SPU 100 is then delivered (possibly in an insecure manner) to an appliance manufacturer, 
along with manufacturing certificate 662 (in some machine-readable form), and SPU 100 is 
installed in an information appliance such as a music player, personal computer, set-top box, 
handheld computing device, or the like. As shown in Fig. 18B, manufacturing certificate 662 is 
installed in the insecure non- volatile external memory 105 of the appliance (block 1).
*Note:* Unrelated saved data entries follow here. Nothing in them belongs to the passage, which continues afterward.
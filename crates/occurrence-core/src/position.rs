//! Buffer locations and spans.
//!
//! A [`Location`] is a zero-based `(line, column)` pair where `column` counts characters
//! (Unicode scalar values) within the line. A [`Span`] is a half-open `[start, stop)` pair of
//! locations carrying a [`SpanKind`] that only matters for containment tests of block spans.
//!
//! Spans serialize to a fixed-width key whose lexicographic order equals the span order, which
//! is what the anchor registries use as their stable identity.

use serde::{Deserialize, Serialize};
use std::cmp::Ordering;
use std::fmt;

use crate::error::{OccurrenceError, Result};

/// A zero-based buffer location.
#[derive(Debug, Clone, Copy, PartialEq, Eq, Hash, Default, Serialize, Deserialize)]
pub struct Location {
    /// Zero-based line index.
    pub line: usize,
    /// Zero-based column in characters within the line.
    pub column: usize,
}

impl Location {
    /// The first location of every buffer.
    pub const ZERO: Self = Self { line: 0, column: 0 };

    /// Create a new location.
    pub const fn new(line: usize, column: usize) -> Self {
        Self { line, column }
    }

    /// Returns the location shifted by `columns` characters on the same line.
    pub fn right(self, columns: usize) -> Self {
        Self::new(self.line, self.column + columns)
    }

    /// Returns the location shifted back by `columns` characters, stopping at column 0.
    pub fn left(self, columns: usize) -> Self {
        Self::new(self.line, self.column.saturating_sub(columns))
    }
}

impl Ord for Location {
    fn cmp(&self, other: &Self) -> Ordering {
        self.line
            .cmp(&other.line)
            .then_with(|| self.column.cmp(&other.column))
    }
}

impl PartialOrd for Location {
    fn partial_cmp(&self, other: &Self) -> Option<Ordering> {
        Some(self.cmp(other))
    }
}

impl fmt::Display for Location {
    fn fmt(&self, f: &mut fmt::Formatter<'_>) -> fmt::Result {
        write!(f, "({},{})", self.line, self.column)
    }
}

/// Shape of a span.
#[derive(Debug, Clone, Copy, PartialEq, Eq, PartialOrd, Ord, Hash, Default, Serialize, Deserialize)]
#[serde(rename_all = "lowercase")]
pub enum SpanKind {
    /// Characterwise range.
    #[default]
    Char,
    /// Linewise range.
    Line,
    /// Rectangular (blockwise) range.
    Block,
}

impl SpanKind {
    fn tag(self) -> char {
        match self {
            Self::Char => 'c',
            Self::Line => 'l',
            Self::Block => 'r',
        }
    }

    fn from_tag(tag: char) -> Option<Self> {
        match tag {
            'c' => Some(Self::Char),
            'l' => Some(Self::Line),
            'r' => Some(Self::Block),
            _ => None,
        }
    }
}

/// A half-open range of buffer locations.
///
/// Invariant: `start <= stop`. The fields are private so the invariant can only be established
/// through [`Span::new`] / [`Span::with_kind`].
#[derive(Debug, Clone, Copy, PartialEq, Eq, Hash)]
pub struct Span {
    start: Location,
    stop: Location,
    kind: SpanKind,
}

const KEY_WIDTH: usize = 16;
// "<line>:<col>-<line>:<col><kind>"
const KEY_LEN: usize = KEY_WIDTH * 4 + 4;

impl Span {
    /// Create a characterwise span.
    ///
    /// Fails with [`OccurrenceError::InvalidSpan`] when `start > stop`.
    pub fn new(start: Location, stop: Location) -> Result<Self> {
        Self::with_kind(start, stop, SpanKind::Char)
    }

    /// Create a span of the given kind.
    pub fn with_kind(start: Location, stop: Location, kind: SpanKind) -> Result<Self> {
        if start > stop {
            return Err(OccurrenceError::InvalidSpan { start, stop });
        }
        Ok(Self { start, stop, kind })
    }

    /// Create an empty span at `at`.
    pub fn point(at: Location) -> Self {
        Self {
            start: at,
            stop: at,
            kind: SpanKind::Char,
        }
    }

    /// Inclusive start.
    pub fn start(&self) -> Location {
        self.start
    }

    /// Exclusive stop.
    pub fn stop(&self) -> Location {
        self.stop
    }

    /// The span's shape.
    pub fn kind(&self) -> SpanKind {
        self.kind
    }

    /// Returns the same range with another kind.
    pub fn as_kind(self, kind: SpanKind) -> Self {
        Self { kind, ..self }
    }

    /// Returns `true` if `start == stop`.
    pub fn is_empty(&self) -> bool {
        self.start == self.stop
    }

    /// Returns `true` if the span covers more than one line.
    pub fn is_multiline(&self) -> bool {
        self.start.line != self.stop.line
    }

    fn columns(&self) -> (usize, usize) {
        (
            self.start.column.min(self.stop.column),
            self.start.column.max(self.stop.column),
        )
    }

    /// Returns `true` if `at` lies inside this span.
    ///
    /// Block spans test the rectangle spanned by their corners; other kinds test the linear
    /// half-open range.
    pub fn contains(&self, at: Location) -> bool {
        match self.kind {
            SpanKind::Block => {
                let (left, right) = self.columns();
                (self.start.line..=self.stop.line).contains(&at.line)
                    && (left..right).contains(&at.column)
            }
            SpanKind::Char | SpanKind::Line => self.start <= at && at < self.stop,
        }
    }

    /// Returns `true` if `other` lies entirely inside this span.
    pub fn contains_span(&self, other: &Span) -> bool {
        match self.kind {
            SpanKind::Block => {
                let (left, right) = self.columns();
                let (other_left, other_right) = other.columns();
                other.start.line >= self.start.line
                    && other.stop.line <= self.stop.line
                    && other_left >= left
                    && other_right <= right
            }
            SpanKind::Char | SpanKind::Line => self.start <= other.start && other.stop <= self.stop,
        }
    }

    /// Returns `true` if the two spans share at least one location.
    pub fn overlaps(&self, other: &Span) -> bool {
        self.start < other.stop && other.start < self.stop
    }

    /// Moves the span so it begins at `start`, preserving its extent.
    ///
    /// Single-line spans keep their width; multi-line spans keep their line count and the
    /// column of their stop.
    pub fn translate(&self, start: Location) -> Span {
        let stop = if self.is_multiline() {
            Location::new(start.line + (self.stop.line - self.start.line), self.stop.column)
        } else {
            start.right(self.stop.column - self.start.column)
        };
        Span {
            start,
            stop,
            kind: self.kind,
        }
    }

    /// Serialize to a fixed-width key that sorts like the span itself.
    pub fn key(&self) -> String {
        format!(
            "{:016x}:{:016x}-{:016x}:{:016x}{}",
            self.start.line,
            self.start.column,
            self.stop.line,
            self.stop.column,
            self.kind.tag()
        )
    }

    /// Parse a key produced by [`Span::key`].
    pub fn from_key(key: &str) -> Result<Span> {
        let invalid = || OccurrenceError::InvalidKey(key.to_string());
        if key.len() != KEY_LEN || !key.is_ascii() {
            return Err(invalid());
        }

        let field = |idx: usize| -> Result<usize> {
            let start = idx * (KEY_WIDTH + 1);
            usize::from_str_radix(&key[start..start + KEY_WIDTH], 16).map_err(|_| invalid())
        };
        let separators = [
            (KEY_WIDTH, ':'),
            (KEY_WIDTH * 2 + 1, '-'),
            (KEY_WIDTH * 3 + 2, ':'),
        ];
        if separators
            .iter()
            .any(|&(idx, sep)| key.as_bytes()[idx] != sep as u8)
        {
            return Err(invalid());
        }

        let kind = key
            .chars()
            .last()
            .and_then(SpanKind::from_tag)
            .ok_or_else(invalid)?;
        let start = Location::new(field(0)?, field(1)?);
        let stop = Location::new(field(2)?, field(3)?);
        Span::with_kind(start, stop, kind).map_err(|_| invalid())
    }
}

impl Ord for Span {
    fn cmp(&self, other: &Self) -> Ordering {
        self.start
            .cmp(&other.start)
            .then_with(|| self.stop.cmp(&other.stop))
            .then_with(|| self.kind.cmp(&other.kind))
    }
}

impl PartialOrd for Span {
    fn partial_cmp(&self, other: &Self) -> Option<Ordering> {
        Some(self.cmp(other))
    }
}

impl fmt::Display for Span {
    fn fmt(&self, f: &mut fmt::Formatter<'_>) -> fmt::Result {
        write!(f, "{}-{}", self.start, self.stop)
    }
}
The 
appliance is then delivered to the end-user (typically in an insecure manner), at which point it is 
connected (e.g., by the Internet) to factory initialization agent software 204 (block 2 of Fig. 18B). 
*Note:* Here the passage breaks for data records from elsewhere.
//! The operator engine.
//!
//! One run walks through these phases:
//!
//! ```text
//! Idle -> Collecting -> Before? -> Applying -> After? -> Committing -> Idle
//!                          |           |
//!                          +---------> Cancelled -> Committing
//! ```
//!
//! Collection snapshots the marks inside the motion. Replay operators are applied item by item
//! in reverse collection order. Transform operators are evaluated in collection order with up to
//! `batch_size` results outstanding; their edits are queued and applied afterwards in reverse
//! order, so no edit ever shifts a span that is still waiting.

use std::cmp::Ordering;
use std::collections::BTreeMap;
use std::rc::Rc;

use futures_util::FutureExt;
use futures_util::StreamExt;
use futures_util::future::LocalBoxFuture;
use futures_util::stream::FuturesUnordered;

use crate::config::EngineConfig;
use crate::distance::buffer_end;
use crate::error::{OccurrenceError, Result};
use crate::host::{AnchorId, BufferId, Host, ReplayFlags, WindowId};
use crate::occurrence::Occurrence;
use crate::operator::{
    Action, Motion, Operator, OperatorContext, OperatorItem, OperatorMode, RunOptions, Step,
    TransformFn, TransformOutput,
};
use crate::position::{Location, Span, SpanKind};
use crate::register::Register;
use crate::undo::{UndoBridge, UndoRecord};

/// What one operator run did.
#[derive(Debug, Clone, Default, PartialEq, Eq)]
pub struct OperatorOutcome {
    /// Marks collected inside the motion.
    pub collected: usize,
    /// Items whose edit reached the buffer.
    pub applied: usize,
    /// Marks removed by the run.
    pub unmarked: usize,
    /// The before hook vetoed the run.
    pub vetoed: bool,
    /// A transform cancelled the run.
    pub cancelled: bool,
    /// A register was written.
    pub register_written: bool,
    /// An undo record was pushed.
    pub undo_recorded: bool,
    /// The occurrence ran out of marks and was disposed.
    pub disposed: bool,
}

#[derive(Debug, Clone, Copy, PartialEq, Eq)]
enum Phase {
    Idle,
    Collecting,
    Before,
    Applying,
    After,
    Committing,
    Cancelled,
}

/// How one transform item settled.
#[derive(Debug, Clone, Copy, PartialEq, Eq)]
enum Settled {
    Unchanged,
    Handled,
    Edit,
}

type InFlight = LocalBoxFuture<'static, (usize, Option<TransformOutput>)>;

pub(crate) struct Engine<'r, H: Host + ?Sized> {
    host: &'r mut H,
    occurrence: &'r mut Occurrence,
    undo: &'r mut UndoBridge,
    config: &'r EngineConfig,
    window: WindowId,
    phase: Phase,
    outcome: OperatorOutcome,
    // Registration keys of every mark this run removed.
    removed: Vec<String>,
    applied: Vec<(AnchorId, Span)>,
    // Indexed by item index.
    widenings: Vec<Widening>,
}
Factory software 204 delivers initialization software 205 and corresponding proof of 
authorization 520 (e.g., an indication of permission digitally signed by the factory) to the 
appliance. Proof 520 grants access to a region of restricted ROM 648 containing the factory 
secret. This process, and other initialization activities, are represented by block 3 of Fig. 18B, 
and are shown in detail in Figs. 16 and 17. 
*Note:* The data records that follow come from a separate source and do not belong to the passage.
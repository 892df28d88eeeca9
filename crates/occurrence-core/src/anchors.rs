//! Live Range Registry.
//!
//! An [`AnchorSet`] associates spans with stable [`AnchorId`]s. Positions are never recomputed
//! here: the host's live-tracking primitive keeps every anchor current as the buffer changes, and
//! the registry only remembers which key (the serialized span at registration time) belongs to
//! which id.

use std::collections::HashMap;

use crate::error::{OccurrenceError, Result};
use crate::host::{AnchorId, BufferId, Host, NamespaceId};
use crate::position::Span;

/// Addresses a registry entry either by id or by span.
#[derive(Debug, Clone, Copy, PartialEq, Eq)]
pub enum AnchorRef {
    /// By anchor id.
    Id(AnchorId),
    /// By span: the registration key first, then the anchor currently sitting exactly there.
    Span(Span),
}

impl From<AnchorId> for AnchorRef {
    fn from(id: AnchorId) -> Self {
        Self::Id(id)
    }
}

impl From<Span> for AnchorRef {
    fn from(span: Span) -> Self {
        Self::Span(span)
    }
}

impl From<&Span> for AnchorRef {
    fn from(span: &Span) -> Self {
        Self::Span(*span)
    }
}

/// A set of live-tracked spans scoped to one buffer and one host namespace.
#[derive(Debug)]
pub struct AnchorSet {
    buffer: BufferId,
    namespace: NamespaceId,
    ids_by_key: HashMap<String, AnchorId>,
    keys_by_id: HashMap<AnchorId, String>,
}

impl AnchorSet {
    /// Create an empty registry in a fresh host namespace.
    pub fn new<H: Host + ?Sized>(host: &mut H, buffer: BufferId, name: &str) -> Self {
        let namespace = host.create_namespace(name);
        Self {
            buffer,
            namespace,
            ids_by_key: HashMap::new(),
            keys_by_id: HashMap::new(),
        }
    }

    /// The buffer this registry tracks.
    pub fn buffer(&self) -> BufferId {
        self.buffer
    }

    /// The host namespace backing this registry.
    pub fn namespace(&self) -> NamespaceId {
        self.namespace
    }

    /// Number of registered entries.
    pub fn len(&self) -> usize {
        self.keys_by_id.len()
    }

    /// Returns `true` if nothing is registered.
    pub fn is_empty(&self) -> bool {
        self.keys_by_id.is_empty()
    }

    /// Register `span`. Returns the id and whether a new entry was created.
    ///
    /// Registering a span that is already present (by key, or by an anchor currently sitting
    /// exactly on it) returns the existing id.
    pub fn add<H: Host + ?Sized>(&mut self, host: &mut H, span: Span) -> Result<(AnchorId, bool)> {
        if let Some(id) = self.resolve(host, AnchorRef::Span(span))? {
            return Ok((id, false));
        }
        let id = host.anchor_set(self.buffer, self.namespace, None, span)?;
        self.insert_key(id, span);
        Ok((id, true))
    }

    /// Register `span` under an id allocated by another registry.
    ///
    /// Used to keep mark ids identical to their match ids.
    pub(crate) fn add_as<H: Host + ?Sized>(
        &mut self,
        host: &mut H,
        id: AnchorId,
        span: Span,
    ) -> Result<bool> {
        if self.keys_by_id.contains_key(&id) {
            return Ok(false);
        }
        if let Some(existing) = self.resolve(host, AnchorRef::Span(span))? {
            log::debug!("span {span} already registered as {existing}, not as {id}");
            return Ok(false);
        }
        host.anchor_set(self.buffer, self.namespace, Some(id), span)?;
        self.insert_key(id, span);
        Ok(true)
    }

    fn insert_key(&mut self, id: AnchorId, span: Span) {
        let key = span.key();
        self.ids_by_key.insert(key.clone(), id);
        self.keys_by_id.insert(id, key);
    }

    /// Remove an entry. Removing something that is not registered is a no-op.
    pub fn remove<H: Host + ?Sized>(
        &mut self,
        host: &mut H,
        anchor: impl Into<AnchorRef>,
    ) -> Result<bool> {
        let Some(id) = self.resolve(host, anchor.into())? else {
            return Ok(false);
        };
        if let Some(key) = self.keys_by_id.remove(&id) {
            self.ids_by_key.remove(&key);
        }
        host.anchor_delete(self.buffer, self.namespace, id)?;
        Ok(true)
    }

    /// Current span of an entry, or `None` if it is not registered.
    ///
    /// Fails with [`OccurrenceError::MissingAnchor`] if the entry is registered but the host no
    /// longer knows its anchor.
    pub fn get<H: Host + ?Sized>(
        &self,
        host: &H,
        anchor: impl Into<AnchorRef>,
    ) -> Result<Option<Span>> {
        let Some(id) = self.resolve(host, anchor.into())? else {
            return Ok(None);
        };
        self.current(host, id).map(Some)
    }

    fn current<H: Host + ?Sized>(&self, host: &H, id: AnchorId) -> Result<Span> {
        host.anchor_get(self.buffer, self.namespace, id)?
            .ok_or(OccurrenceError::MissingAnchor(id))
    }

    /// Returns `true` if the entry is registered.
    pub fn contains<H: Host + ?Sized>(
        &self,
        host: &H,
        anchor: impl Into<AnchorRef>,
    ) -> Result<bool> {
        Ok(self.resolve(host, anchor.into())?.is_some())
    }

    /// The span an id was registered with.
    pub fn original(&self, id: AnchorId) -> Option<Span> {
        self.keys_by_id
            .get(&id)
            .and_then(|key| Span::from_key(key).ok())
    }

    /// Lazily enumerate `(id, current span)` in buffer order.
    ///
    /// The set of ids is a host snapshot taken now; spans are re-read as the iterator advances,
    /// so the sequence terminates even if the buffer changes in between.
    pub fn iter<'h, H: Host + ?Sized>(
        &self,
        host: &'h H,
        bounds: Option<Span>,
    ) -> Result<AnchorIter<'h, H>> {
        let ids: Vec<AnchorId> = host
            .anchors_in(self.buffer, self.namespace, bounds)?
            .into_iter()
            .map(|(id, _)| id)
            .filter(|id| self.keys_by_id.contains_key(id))
            .collect();
        Ok(AnchorIter {
            host,
            buffer: self.buffer,
            namespace: self.namespace,
            ids: ids.into_iter(),
        })
    }

    /// Release every host anchor and forget all entries.
    pub fn clear<H: Host + ?Sized>(&mut self, host: &mut H) -> Result<()> {
        host.anchor_clear(self.buffer, self.namespace)?;
        self.ids_by_key.clear();
        self.keys_by_id.clear();
        Ok(())
    }

    /// The id an entry is registered under, if any.
    pub(crate) fn resolve<H: Host + ?Sized>(
        &self,
        host: &H,
        anchor: AnchorRef,
    ) -> Result<Option<AnchorId>> {
        match anchor {
            AnchorRef::Id(id) => Ok(self.keys_by_id.contains_key(&id).then_some(id)),
            AnchorRef::Span(span) => {
                if let Some(id) = self.ids_by_key.get(&span.key()) {
                    return Ok(Some(*id));
                }
                // Keys go stale once the buffer is edited; fall back to the live position.
                let live = host
                    .anchors_in(self.buffer, self.namespace, Some(span))?
                    .into_iter()
                    .find(|(id, current)| {
                        current.start() == span.start()
                            && current.stop() == span.stop()
                            && self.keys_by_id.contains_key(id)
                    })
                    .map(|(id, _)| id);
                Ok(live)
            }
        }
    }
}

/// Iterator returned by [`AnchorSet::iter`].
pub struct AnchorIter<'h, H: Host + ?Sized> {
    host: &'h H,
    buffer: BufferId,
    namespace: NamespaceId,
    ids: std::vec::IntoIter<AnchorId>,
}

impl<H: Host + ?Sized> Iterator for AnchorIter<'_, H> {
    type Item = Result<(AnchorId, Span)>;

    fn next(&mut self) -> Option<Self::Item> {
        let id = self.ids.next()?;
        Some(
            self.host
                .anchor_get(self.buffer, self.namespace, id)
                .and_then(|span| span.ok_or(OccurrenceError::MissingAnchor(id)))
                .map(|span| (id, span)),
        )
    }

    fn size_hint(&self) -> (usize, Option<usize>) {
        self.ids.size_hint()
    }
}

#[cfg(test)]
mod tests {
    use super::*;
    use crate::memory::MemoryHost;
    use crate::position::Location;

    fn span(l0: usize, c0: usize, l1: usize, c1: usize) -> Span {
        Span::new(Location::new(l0, c0), Location::new(l1, c1)).unwrap()
    }

    fn setup(text: &str) -> (MemoryHost, BufferId, AnchorSet) {
        let mut host = MemoryHost::new();
        let buffer = host.add_buffer(text);
        let set = AnchorSet::new(&mut host, buffer, "test");
        (host, buffer, set)
    }

    #[test]
    fn test_add_is_idempotent() {
        let (mut host, _, mut set) = setup("foo bar foo");
        let (id, inserted) = set.add(&mut host, span(0, 0, 0, 3)).unwrap();
        assert!(inserted);
        let (again, inserted) = set.add(&mut host, span(0, 0, 0, 3)).unwrap();
        assert!(!inserted);
        assert_eq!(id, again);
        assert_eq!(set.len(), 1);
    }

    #[test]
    fn test_remove_by_id_or_span_and_missing_is_noop() {
        let (mut host, _, mut set) = setup("foo bar foo");
        let (a, _) = set.add(&mut host, span(0, 0, 0, 3)).unwrap();
        set.add(&mut host, span(0, 8, 0, 11)).unwrap();

        assert!(set.remove(&mut host, a).unwrap());
        assert!(!set.remove(&mut host, a).unwrap());
        assert!(set.remove(&mut host, span(0, 8, 0, 11)).unwrap());
        assert!(!set.remove(&mut host, span(0, 4, 0, 7)).unwrap());
        assert!(set.is_empty());
    }

    #[test]
    fn test_get_follows_edits_and_resolves_stale_keys() {
        let (mut host, buffer, mut set) = setup("foo bar foo");
        let (id, _) = set.add(&mut host, span(0, 8, 0, 11)).unwrap();

        host.replace(buffer, span(0, 0, 0, 0), &["xx".to_string()], false)
            .unwrap();

        assert_eq!(set.get(&host, id).unwrap(), Some(span(0, 10, 0, 13)));
        // The registration key still resolves...
        assert_eq!(set.get(&host, span(0, 8, 0, 11)).unwrap(), Some(span(0, 10, 0, 13)));
        // ...and so does the live position.
        assert!(set.contains(&host, span(0, 10, 0, 13)).unwrap());
        assert_eq!(set.original(id), Some(span(0, 8, 0, 11)));
    }

    #[test]
    fn test_get_fails_loudly_when_host_anchor_is_gone() {
        let (mut host, buffer, mut set) = setup("foo");
        let (id, _) = set.add(&mut host, span(0, 0, 0, 3)).unwrap();
        host.anchor_delete(buffer, set.namespace(), id).unwrap();

        assert_eq!(
            set.get(&host, id).unwrap_err(),
            OccurrenceError::MissingAnchor(id)
        );
    }

    #[test]
    fn test_iter_is_ordered_and_bounded() {
        let (mut host, _, mut set) = setup("foo bar\nbaz foo\nfoo");
        set.add(&mut host, span(2, 0, 2, 3)).unwrap();
        set.add(&mut host, span(0, 0, 0, 3)).unwrap();
        set.add(&mut host, span(1, 4, 1, 7)).unwrap();

        let all: Vec<Span> = set
            .iter(&host, None)
            .unwrap()
            .map(|r| r.unwrap().1)
            .collect();
        assert_eq!(all, vec![span(0, 0, 0, 3), span(1, 4, 1, 7), span(2, 0, 2, 3)]);

        let bounded: Vec<Span> = set
            .iter(&host, Some(span(1, 0, 2, 0)))
            .unwrap()
            .map(|r| r.unwrap().1)
            .collect();
        assert_eq!(bounded, vec![span(1, 4, 1, 7)]);
    }

    #[test]
    fn test_clear_releases_everything() {
        let (mut host, buffer, mut set) = setup("foo foo");
        set.add(&mut host, span(0, 0, 0, 3)).unwrap();
        set.add(&mut host, span(0, 4, 0, 7)).unwrap();
        set.clear(&mut host).unwrap();

        assert!(set.is_empty());
        assert!(host.anchors_in(buffer, set.namespace(), None).unwrap().is_empty());
    }
}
As shown in Fig. 18B, the appliance then instructs SPU 100 to run initialization software 
205. SPU 100 validates software 205 using validation process 632 and begins executing it (if 
successful). Initialization software 205 obtains signing key 66 IB from a region in restricted 
ROM 648 and uses a security protocol (e.g., a station-to-station protocol employing Diffie- 
Hellman key agreement and digital signatures) to establish a secure channel with factory 
software 204.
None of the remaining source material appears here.